## Work item:
The entries below are to be repeated exactly as they stand.

## Data shown:
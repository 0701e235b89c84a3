use thiserror::Error;

/// Errors from the selection store.
#[derive(Debug, Error)]
pub enum PersistenceError {
    #[error("selection store I/O error at {path}: {source}")]
    Io {
        path: String,
        #[source]
        source: std::io::Error,
    },

    #[error("selection store holds malformed JSON: {0}")]
    Json(#[from] serde_json::Error),

    #[error("selection store lock poisoned")]
    Poisoned,
}

/// Errors rejected locally by the workflow.
///
/// None of these move the state machine; the caller can keep going.
#[derive(Debug, Error)]
pub enum WorkflowError {
    #[error("unknown shipping option id: {0}")]
    InvalidOptionId(String),

    #[error("no locker map is open")]
    MapNotOpen,

    #[error("locker {0} is not on the open map")]
    UnknownMarker(String),

    #[error(transparent)]
    Persistence(#[from] PersistenceError),
}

## Answer section:
repository 0701e235b89c84a3
use thiserror::Error;

/// Errors from the selection store.
#[derive(Debug, Error)]
pub enum PersistenceError {
    #[error("selection store I/O error at {path}: {source}")]
    Io {
        path: String,
        #[source]
        source: std::io::Error,
    },

    #[error("selection store holds malformed JSON: {0}")]
    Json(#[from] serde_json::Error),

    #[error("selection store lock poisoned")]
    Poisoned,
}

/// Errors rejected locally by the workflow.
///
/// None of these move the state machine; the caller can keep going.
#[derive(Debug, Error)]
pub enum WorkflowError {
    #[error("unknown shipping option id: {0}")]
    InvalidOptionId(String),

    #[error("no locker map is open")]
    MapNotOpen,

    #[error("locker {0} is not on the open map")]
    UnknownMarker(String),

    #[error(transparent)]
    Persistence(#[from] PersistenceError),
}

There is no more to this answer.